- There was a flood in the computer room on Monday. Shut down Carizo to
move the two UPSs onto a shelf in the Tustin rack.
- Fixed the ethernet usage graphs for the new Menlo Park squid server.
- Helped Stan Silverman fix the timezone on the Menlo Park squid. Had to
restart cron and squid to get them to see the new timezone.
- Deleted Sarala from paging. Added Jascha.
- Installed gcc, gdb, and some other packages on Granite per Paul Friberg's
request.
- Made the newly-redesigned office web site live at 13:30 on Thursday.
- Patrick moved the rest of the stations on Spring to the temporary
wavepool. CPU iowait time dropped from 25% to less than 10%, and the
machine is very snappy and fast now.
- Set up an RRDtool script to monitor and graph the total traffic on the
three Earthquake Hazards Program web servers.
- Moved Eqinfo to sit next to the rack in the hallway nook in 535.
- Installed a new version of Jiggle on Scree.
- Fixed up the navbars for the new-style Simpson maps on Agent86.
- Spring had a problem on Sunday. The file-moving script encountered an
error and refused to run. The temporary wavepool disks filled up. Split
the file moving procedure into four separate scripts, one for each
temporary disk. Fixed the error.
- Web Team conference call on Monday to discuss the fallout from the
Nisqually earthquake.
- Right-side power supply on the bottom chassis of the Spring AA RAID had a
fan fail. Got RMA number 25559 and had Paul ship the power supply back.
- Got copies of the Denver web farm server logs for February 28th. These
cover traffic the NEIC web site on the day of the Nisqually earthquake.
- Analyzed the NEIC web logs and wrote a report about the failure:
http://bort.gps.caltech.edu/spikes/28feb2001/neic.html
- Added 'eqnews' to the usgswww group on Agent86.
- Changed the Big Brother qpage to use snpp.airtouch.com.
- Rebooted Lander to clear a problem with the window system.
- Went to Spring Internet World on Wednesday. Looked at web accelerator
caching appliances, and also inquired about caching services.
- Changed the TCP MSL on all the Squid servers from 30 to 3 seconds. This
was recommended by the Squid developers as a way to speed up reuse of TCP
ports when the system is under heavy load.

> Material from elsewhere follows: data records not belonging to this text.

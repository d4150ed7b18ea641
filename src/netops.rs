//! Net-ops vtable contract (spec §4.7) — consumed from per-nettype backends
//! (direct/vlan/vxlan variants), none of which ship in this crate. Mirrors
//! `struct lsdn_net_ops` in `private/net.h`/its `direct_create_pa`/
//! `direct_destroy_pa` implementation in `net_direct.c`.
//!
//! Every method is optional (default no-op) except that `create_pa`/
//! `destroy_pa` must be symmetric if either is provided — that constraint
//! can't be expressed in the trait signature itself, so the commit engine
//! only checks it when both this and the teardown counterpart matter
//! (§4.6 "destroy_pa skipped when nothing was ever created").
//!
//! Entities are passed by shared reference, not `&mut`: the original lets a
//! backend stash private state (bridge/tunnel interface handles) directly
//! inside the `pa`/`virt` union. Rust's aliasing rules make embedding
//! mutable backend state inside a shared graph node awkward (the commit
//! engine would need the entity and the context mutably borrowed at once);
//! the idiomatic equivalent is a backend-owned map keyed by `Id<Pa>`/
//! `Id<Virt>`, which is what a real backend crate would do here.
use crate::{Context, Pa, RemotePa, RemoteVirt, Virt};

pub trait NetOps {
    fn create_pa(&mut self, _ctx: &Context, _pa: &Pa) {}
    fn destroy_pa(&mut self, _ctx: &Context, _pa: &Pa) {}

    fn add_virt(&mut self, _ctx: &Context, _virt: &Virt) {}
    fn remove_virt(&mut self, _ctx: &Context, _virt: &Virt) {}

    fn add_remote_pa(&mut self, _ctx: &Context, _rpa: &RemotePa) {}
    fn remove_remote_pa(&mut self, _ctx: &Context, _rpa: &RemotePa) {}

    fn add_remote_virt(&mut self, _ctx: &Context, _rvirt: &RemoteVirt) {}
    fn remove_remote_virt(&mut self, _ctx: &Context, _rvirt: &RemoteVirt) {}

    fn validate_pa(&mut self, _ctx: &Context, _pa: &Pa) {}
    fn validate_virt(&mut self, _ctx: &Context, _virt: &Virt) {}
}

/// A `NetOps` that does nothing — the default for `Settings` created
/// without a backend wired in.
#[derive(Debug, Default, Clone, Copy)]
pub struct NullNetOps;

impl NetOps for NullNetOps {}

- Set up a directory for the Earthquake Hazards Program Internal web pages
on ehzmenlo.
- Talked to Linda Feather at Sun about our upgrade options for Iron and
Rtdev.
- Talked to Will Prescott about DNS issues and what to do when their second
Squid server comes on line.
- Spring had a problem on Thursday night. The fourth disk in the temporary
wavepool developed some bad blocks. Rebooted in single-user mode and ran a
format repair. Reported that it repaired 22 bad blocks. After this, the
disk passed fsck and the system booted normally.

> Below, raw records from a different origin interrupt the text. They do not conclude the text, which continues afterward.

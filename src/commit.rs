//! The commit engine (spec §4.6): startup hooks, validate, decommit sweep,
//! recommit sweep, ack sweep. Grounded in `lsdn_commit` in
//! `netmodel/lsdn.c`, which runs the same five steps in the same order.

use crate::context::Context;
use crate::entities::{Pa, RemotePa, RemoteVirt};
use crate::error::LsdnResult;
use crate::ids::Id;
use crate::problem::ProblemCallback;
use crate::state::ObjectState;

impl Context {
    /// Commit the current topology, reporting problems to `stderr_handler`
    /// via the default callback. See `commit_with` to supply your own.
    pub fn commit(&mut self) -> LsdnResult<()> {
        self.commit_with(&mut |_problem| {})
    }

    pub fn commit_with(&mut self, cb: &mut ProblemCallback<'_>) -> LsdnResult<()> {
        self.guard_not_committing_pub()?;
        self.run_startup_hooks();
        // Validation runs before the decommit sweep, so a rejected topology
        // here has not touched the kernel yet - surface it as `Validate`,
        // not `Commit` (spec §4.6 step 2, §8 S2).
        self.validate(cb)?;

        self.committing = true;
        self.decommit_sweep();
        self.recommit_sweep();
        self.ack_sweep();
        self.committing = false;
        Ok(())
    }

    /// Invoke each settings' startup hook once per local `(phys, net)` pair
    /// using that settings profile (spec §4.6 step 1, §6 user startup hook).
    fn run_startup_hooks(&mut self) {
        for net_id in self.nets.ids() {
            let (settings_id, attachments) = {
                let net = self.nets.get(net_id).unwrap();
                (net.settings, net.attachments.clone())
            };
            let has_hook = self
                .settings
                .get(settings_id)
                .map(|s| s.startup_hook.is_some())
                .unwrap_or(false);
            if !has_hook {
                continue;
            }
            for pa_id in attachments {
                let phys_id = match self.pas.get(pa_id) {
                    Some(pa) if self.physs.get(pa.phys).map(|p| p.is_local).unwrap_or(false) => pa.phys,
                    _ => continue,
                };
                if let Some(mut hook) = self.settings.get_mut(settings_id).and_then(|s| s.startup_hook.take()) {
                    hook(net_id, phys_id, self);
                    if let Some(s) = self.settings.get_mut(settings_id) {
                        s.startup_hook = Some(hook);
                    }
                }
            }
        }
    }

    /// Tear down everything marked `DELETE`/`RENEW`, in reverse dependency
    /// order (virts, then remote mirrors, then pas) so a backend never sees
    /// a dangling reference while decommitting (spec §4.6 step 2).
    fn decommit_sweep(&mut self) {
        for virt_id in self.virts.ids() {
            let needs = self.virts.get_mut(virt_id).unwrap().state.ack_uncommit();
            if !needs {
                continue;
            }
            self.decommit_virt(virt_id);
        }
        for pa_id in self.pas.ids() {
            let needs = self.pas.get_mut(pa_id).unwrap().state.ack_uncommit();
            if !needs {
                continue;
            }
            self.decommit_pa(pa_id);
        }
        let virt_ids: Vec<_> = self
            .virts
            .iter()
            .filter(|(_, v)| v.state == ObjectState::Delete)
            .map(|(id, _)| id)
            .collect();
        for virt_id in virt_ids {
            self.free_committed_virt(virt_id);
        }
        let pa_ids: Vec<_> = self
            .pas
            .iter()
            .filter(|(_, pa)| pa.state == ObjectState::Delete)
            .map(|(id, _)| id)
            .collect();
        for pa_id in pa_ids {
            self.free_committed_pa(pa_id);
        }
    }

    /// Remove every remote-view mirror this virt appears in and, if the virt
    /// was ever materialized on a local pa, ask the backend to tear it down.
    fn decommit_virt(&mut self, virt_id: Id<crate::entities::Virt>) {
        let committed_to = self.virts.get(virt_id).unwrap().committed_to;
        if let Some(pa_id) = committed_to {
            self.with_pa_netops(pa_id, |ops, ctx, _pa| {
                if let Some(virt) = ctx.virts.get(virt_id) {
                    ops.remove_virt(ctx, virt);
                }
            });
        }
        for rpa_id in self.remote_pas.ids() {
            let removed: Vec<_> = {
                let rpa = self.remote_pas.get(rpa_id).unwrap();
                rpa.remote_virts
                    .iter()
                    .copied()
                    .filter(|rv| self.remote_virts.get(*rv).map(|r| r.virt == virt_id).unwrap_or(false))
                    .collect()
            };
            for rv_id in removed {
                self.with_pa_netops(self.remote_pas.get(rpa_id).unwrap().local, |ops, ctx, _pa| {
                    if let Some(rv) = ctx.remote_virts.get(rv_id) {
                        ops.remove_remote_virt(ctx, rv);
                    }
                });
                self.remote_virts.remove(rv_id);
                if let Some(rpa) = self.remote_pas.get_mut(rpa_id) {
                    rpa.remote_virts.retain(|rv| *rv != rv_id);
                }
            }
        }
        let virt = self.virts.get_mut(virt_id).unwrap();
        virt.committed_to = None;
        virt.committed_if.reset();
    }

    /// Destroy a pa's materialization if it was ever locally created, then
    /// drop every remote-pa mirror that references it.
    fn decommit_pa(&mut self, pa_id: Id<Pa>) {
        let was_local_materialized = self
            .physs
            .get(self.pas.get(pa_id).unwrap().phys)
            .map(|p| p.committed_as_local)
            .unwrap_or(false);
        if was_local_materialized {
            self.with_pa_netops(pa_id, |ops, ctx, pa| ops.destroy_pa(ctx, pa));
        }
        let as_local: Vec<_> = self.pas.get(pa_id).unwrap().remote_pa_list.clone();
        for rpa_id in as_local {
            self.with_pa_netops(pa_id, |ops, ctx, _pa| {
                if let Some(rpa) = ctx.remote_pas.get(rpa_id) {
                    ops.remove_remote_pa(ctx, rpa);
                }
            });
            self.remote_pas.remove(rpa_id);
        }
        let as_remote: Vec<_> = self.pas.get(pa_id).unwrap().pa_view_list.clone();
        for rpa_id in as_remote {
            if let Some(rpa) = self.remote_pas.get(rpa_id) {
                let local = rpa.local;
                self.with_pa_netops(local, |ops, ctx, _pa| {
                    if let Some(rpa) = ctx.remote_pas.get(rpa_id) {
                        ops.remove_remote_pa(ctx, rpa);
                    }
                });
            }
            self.remote_pas.remove(rpa_id);
        }
        if let Some(pa) = self.pas.get_mut(pa_id) {
            pa.remote_pa_list.clear();
            pa.pa_view_list.clear();
        }
    }

    fn free_committed_virt(&mut self, virt_id: Id<crate::entities::Virt>) {
        if let Some(virt) = self.virts.get(virt_id) {
            let net = virt.net;
            if let Some(net) = self.nets.get_mut(net) {
                net.virts.retain(|v| *v != virt_id);
                net.virt_names.remove_by_id(virt_id);
            }
        }
        self.virts.remove(virt_id);
    }

    fn free_committed_pa(&mut self, pa_id: Id<Pa>) {
        self.remove_pa_from_parents(pa_id);
        self.pas.remove(pa_id);
    }

    /// Materialize every `NEW`/`RENEW` object: local pas first (so a
    /// backend's `create_pa` has run before anything that depends on it),
    /// then remote-view mirrors, then virts (spec §4.6 step 3).
    fn recommit_sweep(&mut self) {
        for pa_id in self.pas.ids() {
            if !self.pas.get(pa_id).unwrap().state.should_be_validated() {
                continue;
            }
            self.commit_pa(pa_id);
        }
        for virt_id in self.virts.ids() {
            if !self.virts.get(virt_id).unwrap().state.should_be_validated() {
                continue;
            }
            self.commit_virt(virt_id);
        }
    }

    fn commit_pa(&mut self, pa_id: Id<Pa>) {
        let phys_id = self.pas.get(pa_id).unwrap().phys;
        let is_local = self.physs.get(phys_id).unwrap().is_local;
        if is_local {
            self.with_pa_netops(pa_id, |ops, ctx, pa| ops.create_pa(ctx, pa));
            if let Some(phys) = self.physs.get_mut(phys_id) {
                phys.committed_as_local = true;
            }
        }
        let net_id = self.pas.get(pa_id).unwrap().net;
        let peers: Vec<Id<Pa>> = self
            .nets
            .get(net_id)
            .unwrap()
            .attachments
            .iter()
            .copied()
            .filter(|id| *id != pa_id)
            .collect();
        if !is_local {
            return;
        }
        for peer_id in peers {
            if self.remote_pas.iter().any(|(_, rpa)| rpa.local == pa_id && rpa.remote == peer_id) {
                continue;
            }
            let rpa_id = self.remote_pas.insert(RemotePa {
                local: pa_id,
                remote: peer_id,
                remote_virts: Vec::new(),
            });
            self.pas.get_mut(pa_id).unwrap().remote_pa_list.push(rpa_id);
            self.pas.get_mut(peer_id).unwrap().pa_view_list.push(rpa_id);
            self.with_pa_netops(pa_id, |ops, ctx, _pa| {
                if let Some(rpa) = ctx.remote_pas.get(rpa_id) {
                    ops.add_remote_pa(ctx, rpa);
                }
            });
            let peer_virts = self.pas.get(peer_id).unwrap().connected_virts.clone();
            for virt_id in peer_virts {
                self.mirror_remote_virt(rpa_id, virt_id);
            }
        }
    }

    /// Create the remote-view mirror for `virt_id` on `rpa_id`, unless one
    /// already exists. Both `commit_pa` (new pa-pa mirror picking up a peer's
    /// already-connected virts) and `commit_virt` (a newly-connected virt
    /// picking up an already-existing pa-pa mirror) call this for the same
    /// pair when a pa and a virt become committed in the same cycle, so this
    /// has to stay idempotent rather than assume it's only ever called once.
    fn mirror_remote_virt(&mut self, rpa_id: Id<RemotePa>, virt_id: Id<crate::entities::Virt>) {
        if self
            .remote_pas
            .get(rpa_id)
            .map(|rpa| rpa.remote_virts.iter().any(|rv| self.remote_virts.get(*rv).map(|r| r.virt == virt_id).unwrap_or(false)))
            .unwrap_or(false)
        {
            return;
        }
        let rv_id = self.remote_virts.insert(RemoteVirt { pa: rpa_id, virt: virt_id });
        self.remote_pas.get_mut(rpa_id).unwrap().remote_virts.push(rv_id);
        self.virts.get_mut(virt_id).unwrap().virt_view_list.push(rv_id);
        let local_pa = self.remote_pas.get(rpa_id).unwrap().local;
        self.with_pa_netops(local_pa, |ops, ctx, _pa| {
            if let Some(rv) = ctx.remote_virts.get(rv_id) {
                ops.add_remote_virt(ctx, rv);
            }
        });
    }

    fn commit_virt(&mut self, virt_id: Id<crate::entities::Virt>) {
        let Some(pa_id) = self.virts.get(virt_id).unwrap().connected_through else { return };
        let phys_id = self.pas.get(pa_id).unwrap().phys;
        let is_local = self.physs.get(phys_id).unwrap().is_local;
        // `add_virt` only fires for a virt whose own phys is local - a virt
        // on a remote phys is only ever materialized as a remote-view mirror
        // on someone else's pa, below (spec §8 S4).
        if is_local {
            self.with_pa_netops(pa_id, |ops, ctx, _pa| {
                if let Some(virt) = ctx.virts.get(virt_id) {
                    ops.add_virt(ctx, virt);
                }
            });
            let virt = self.virts.get_mut(virt_id).unwrap();
            virt.committed_to = Some(pa_id);
            virt.committed_if = virt.connected_if.clone();
        }

        let net_id = self.pas.get(pa_id).unwrap().net;
        let other_pas: Vec<Id<Pa>> = self
            .nets
            .get(net_id)
            .unwrap()
            .attachments
            .iter()
            .copied()
            .filter(|id| *id != pa_id)
            .collect();
        for other_pa in other_pas {
            let rpa_id = self
                .remote_pas
                .iter()
                .find(|(_, rpa)| rpa.local == other_pa && rpa.remote == pa_id)
                .map(|(id, _)| id);
            if let Some(rpa_id) = rpa_id {
                self.mirror_remote_virt(rpa_id, virt_id);
            }
        }
    }

    /// Settle every `NEW`/`RENEW` object to `OK` (spec §4.6 step 4).
    fn ack_sweep(&mut self) {
        for id in self.settings.ids() {
            self.settings.get_mut(id).unwrap().state.ack();
        }
        for id in self.nets.ids() {
            self.nets.get_mut(id).unwrap().state.ack();
        }
        for id in self.physs.ids() {
            self.physs.get_mut(id).unwrap().state.ack();
        }
        for id in self.pas.ids() {
            self.pas.get_mut(id).unwrap().state.ack();
        }
        for id in self.virts.ids() {
            self.virts.get_mut(id).unwrap().state.ack();
        }
    }

    /// Run a backend callback against `pa`'s settings' net-ops, with `self`
    /// passed through as a live `&Context` (see `netops.rs` for why the
    /// backend has to be taken out of the arena first).
    fn with_pa_netops(&mut self, pa_id: Id<Pa>, f: impl FnOnce(&mut dyn crate::netops::NetOps, &Context, &Pa)) {
        let Some(pa) = self.pas.get(pa_id) else { return };
        let net_id = pa.net;
        let Some(settings_id) = self.nets.get(net_id).map(|n| n.settings) else { return };
        let Some(mut ops) = self.take_netops(settings_id) else { return };
        let pa_snapshot_ok = self.pas.contains(pa_id);
        if pa_snapshot_ok {
            f(&mut *ops, self, self.pas.get(pa_id).unwrap());
        }
        self.restore_netops(settings_id, ops);
    }
}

- Rebooted Agent86 on Friday morning to enable soft updates.
- Helped Stan Silverman build and configure their second Squid server.
- Set up for MRTG monitoring of the second Menlo Park Squid server.
- The disk problems on the temporary wavepool disks on Spring came back on
Monday. Replacing the disk stopped the errors.
- Did more research on possible solutions to the NEIC web server problems.
Cacheflow has a web accelerator that appears to have the capacity of about
two of our Squid servers. Retail for the appliance is $10k.
- Fixed a problem with the station updates email archive. If two messages
for the archive came in too close together, the second one would step on
the first one during processing. Assigned a timestamp to the temporary
files to avoid this problem.
- Helped Nick set up backups of the GREENx disks on the VMS systems.
- Stan Silverman did some voodoo on the Ehzsquidmenlo system. This machine
has crashed mysteriously several times over the last five months. He found
a small scrap of plastic caught between the CPU and its heat sink. I think
this may have been causing the CPU to overheat and the machine to crash.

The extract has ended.